**Exercise description**
For the data below, count the lines that have the string "dialogue" and state that number by itself.

*** Opening Data records ***

// SPDX-FileCopyrightText: 2026 Citabot Contributors
// SPDX-License-Identifier: MIT OR Apache-2.0

//! Common types shared across the Citabot workspace.

use chrono::NaiveDateTime;
use serde::{Deserialize, Serialize};
use strum::Display;

/// Identifies one chat party. Unique per Telegram chat.
#[derive(Debug, Clone, Copy, PartialEq, Eq, Hash, Serialize, Deserialize)]
pub struct ChatId(pub i64);

impl std::fmt::Display for ChatId {
    fn fmt(&self, f: &mut std::fmt::Formatter<'_>) -> std::fmt::Result {
        write!(f, "{}", self.0)
    }
}

/// Opaque appointment identifier owned by the external calendar service.
#[derive(Debug, Clone, PartialEq, Eq, Hash, Serialize, Deserialize)]
pub struct AppointmentId(pub String);

impl std::fmt::Display for AppointmentId {
    fn fmt(&self, f: &mut std::fmt::Formatter<'_>) -> std::fmt::Result {
        f.write_str(&self.0)
    }
}

/// One inbound unit from the chat platform.
#[derive(Debug, Clone)]
pub struct InboundEvent {
    /// Chat the event originates from.
    pub chat: ChatId,
    /// Event payload.
    pub kind: EventKind,
}

/// Payload of an inbound event.
#[derive(Debug, Clone, PartialEq, Eq)]
pub enum EventKind {
    /// A slash command, including the leading `/` (e.g. `/start`).
    Command(String),
    /// Free-form message text.
    Text(String),
    /// An inline-button selection. `id` is the platform callback id used
    /// for acknowledgement; `data` is the button payload.
    Callback { id: String, data: String },
}

impl EventKind {
    /// The payload-free classification used by the dialogue transition table.
    pub fn class(&self) -> EventClass {
        match self {
            EventKind::Command(_) => EventClass::Command,
            EventKind::Text(_) => EventClass::Text,
            EventKind::Callback { .. } => EventClass::Callback,
        }
    }
}

/// Payload-free event classification.
#[derive(Debug, Clone, Copy, PartialEq, Eq, Hash, Display)]
#[strum(serialize_all = "snake_case")]
pub enum EventClass {
    Command,
    Text,
    Callback,
}

/// A single inline button: visible label plus the callback payload it carries.
#[derive(Debug, Clone, PartialEq, Eq)]
pub struct Button {
    pub label: String,
    pub data: String,
}

impl Button {
    pub fn new(label: impl Into<String>, data: impl Into<String>) -> Self {
        Self {
            label: label.into(),
            data: data.into(),
        }
    }
}

/// An outbound reply: text, optionally with an inline keyboard.
#[derive(Debug, Clone, PartialEq, Eq)]
pub struct Reply {
    pub text: String,
    /// Rows of inline buttons, outer Vec is rows.
    pub keyboard: Option<Vec<Vec<Button>>>,
}

impl Reply {
    /// Plain text reply.
    pub fn text(text: impl Into<String>) -> Self {
        Self {
            text: text.into(),
            keyboard: None,
        }
    }

    /// Text reply with an inline keyboard.
    pub fn with_keyboard(text: impl Into<String>, keyboard: Vec<Vec<Button>>) -> Self {
        Self {
            text: text.into(),
            keyboard: Some(keyboard),
        }
    }
}

/// An appointment as seen through the calendar gateway. Never cached
/// beyond the processing of a single dialogue step.
#[derive(Debug, Clone, PartialEq, Eq)]
pub struct Appointment {
    pub id: AppointmentId,
    pub subject: String,
    pub description: String,
    /// Start instant in the calendar's configured time zone.
    pub start: NaiveDateTime,
    pub duration_minutes: i64,
}
// SPDX-FileCopyrightText: 2026 Citabot Contributors
// SPDX-License-Identifier: MIT OR Apache-2.0

//! Configuration model structs for the Citabot booking bot.
//!
//! All structs use `#[serde(deny_unknown_fields)]` to reject unrecognized
//! config keys at startup, providing actionable error messages.

use serde::{Deserialize, Serialize};

/// Top-level Citabot configuration.
///
/// Loaded from TOML files following XDG hierarchy, with environment variable
/// overrides. All sections are optional and default to sensible values.
#[derive(Debug, Clone, Default, Deserialize, Serialize)]
#[serde(deny_unknown_fields)]
pub struct CitabotConfig {
    /// Bot identity and logging settings.
    #[serde(default)]
    pub agent: AgentConfig,

    /// Telegram bot integration settings.
    #[serde(default)]
    pub telegram: TelegramConfig,

    /// Calendar service settings.
    #[serde(default)]
    pub calendar: CalendarConfig,

    /// HTTP server settings (webhook ingress + liveness).
    #[serde(default)]
    pub server: ServerConfig,

    /// Resilience supervisor settings.
    #[serde(default)]
    pub supervisor: SupervisorConfig,
}

/// Bot identity and logging configuration.
#[derive(Debug, Clone, Deserialize, Serialize)]
#[serde(deny_unknown_fields)]
pub struct AgentConfig {
    /// Display name of the bot.
    #[serde(default = "default_agent_name")]
    pub name: String,

    /// Logging level (trace, debug, info, warn, error).
    #[serde(default = "default_log_level")]
    pub log_level: String,
}

impl Default for AgentConfig {
    fn default() -> Self {
        Self {
            name: default_agent_name(),
            log_level: default_log_level(),
        }
    }
}

fn default_agent_name() -> String {
    "citabot".to_string()
}

fn default_log_level() -> String {
    "info".to_string()
}

/// How inbound chat events are delivered to the dialogue engine.
#[derive(Debug, Clone, Copy, Default, PartialEq, Eq, Deserialize, Serialize)]
#[serde(rename_all = "lowercase")]
pub enum DeliveryMode {
    /// Telegram pushes each update to the `/webhook` ingress endpoint.
    #[default]
    Webhook,
    /// Citabot long-polls Telegram's `getUpdates`.
    Polling,
}

/// Telegram bot integration configuration.
#[derive(Debug, Clone, Deserialize, Serialize)]
#[serde(deny_unknown_fields)]
pub struct TelegramConfig {
    /// Telegram Bot API token. Required at serve time.
    #[serde(default)]
    pub bot_token: Option<String>,

    /// Delivery strategy for inbound events.
    #[serde(default)]
    pub mode: DeliveryMode,

    /// Long-poll wait per `getUpdates` call, in seconds (pull mode).
    #[serde(default = "default_poll_timeout_secs")]
    pub poll_timeout_secs: u32,

    /// Minimum delay between `getUpdates` calls, in milliseconds (pull mode).
    #[serde(default = "default_poll_interval_ms")]
    pub poll_interval_ms: u64,
}

impl Default for TelegramConfig {
    fn default() -> Self {
        Self {
            bot_token: None,
            mode: DeliveryMode::default(),
            poll_timeout_secs: default_poll_timeout_secs(),
            poll_interval_ms: default_poll_interval_ms(),
        }
    }
}

fn default_poll_timeout_secs() -> u32 {
    25
}

fn default_poll_interval_ms() -> u64 {
    500
}

/// Calendar service configuration.
#[derive(Debug, Clone, Deserialize, Serialize)]
#[serde(deny_unknown_fields)]
pub struct CalendarConfig {
    /// Google Calendar identifier to book appointments into.
    #[serde(default)]
    pub calendar_id: Option<String>,

    /// Service-account credential: either the JSON document inline or a
    /// path to a JSON key file.
    #[serde(default)]
    pub service_account: Option<String>,

    /// IANA time-zone label submitted with every appointment instant.
    #[serde(default = "default_time_zone")]
    pub time_zone: String,

    /// Appointment length used when the user does not specify one.
    #[serde(default = "default_duration_minutes")]
    pub default_duration_minutes: i64,
}

impl Default for CalendarConfig {
    fn default() -> Self {
        Self {
            calendar_id: None,
            service_account: None,
            time_zone: default_time_zone(),
            default_duration_minutes: default_duration_minutes(),
        }
    }
}

fn default_time_zone() -> String {
    "America/Mexico_City".to_string()
}

fn default_duration_minutes() -> i64 {
    30
}

/// HTTP server configuration.
#[derive(Debug, Clone, Deserialize, Serialize)]
#[serde(deny_unknown_fields)]
pub struct ServerConfig {
    /// Host address to bind.
    #[serde(default = "default_host")]
    pub host: String,

    /// Port to bind.
    #[serde(default = "default_port")]
    pub port: u16,

    /// Externally reachable base URL (e.g. the hosting platform's public
    /// URL). Required in webhook mode; also the self-ping target.
    #[serde(default)]
    pub external_url: Option<String>,
}

impl Default for ServerConfig {
    fn default() -> Self {
        Self {
            host: default_host(),
            port: default_port(),
            external_url: None,
        }
    }
}

fn default_host() -> String {
    "0.0.0.0".to_string()
}

fn default_port() -> u16 {
    5000
}

/// Resilience supervisor configuration.
#[derive(Debug, Clone, Deserialize, Serialize)]
#[serde(deny_unknown_fields)]
pub struct SupervisorConfig {
    /// Whether the supervisor loop runs at all.
    #[serde(default = "default_true")]
    pub enabled: bool,

    /// Seconds between supervisor cycles.
    #[serde(default = "default_interval_secs")]
    pub interval_secs: u64,

    /// Seconds without inbound activity before an active health probe runs.
    #[serde(default = "default_inactivity_threshold_secs")]
    pub inactivity_threshold_secs: u64,

    /// Consecutive probe failures tolerated before a full reinitialization.
    #[serde(default = "default_max_webhook_retries")]
    pub max_webhook_retries: u32,

    /// Pause between webhook unregister and re-register, in seconds.
    #[serde(default = "default_reregister_pause_secs")]
    pub reregister_pause_secs: u64,
}

impl Default for SupervisorConfig {
    fn default() -> Self {
        Self {
            enabled: default_true(),
            interval_secs: default_interval_secs(),
            inactivity_threshold_secs: default_inactivity_threshold_secs(),
            max_webhook_retries: default_max_webhook_retries(),
            reregister_pause_secs: default_reregister_pause_secs(),
        }
    }
}

fn default_true() -> bool {
    true
}

fn default_interval_secs() -> u64 {
    600
}

fn default_inactivity_threshold_secs() -> u64 {
    1800
}

fn default_max_webhook_retries() -> u32 {
    3
}

fn default_reregister_pause_secs() -> u64 {
    1
}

*** Closing Data records ***

**Task output**
3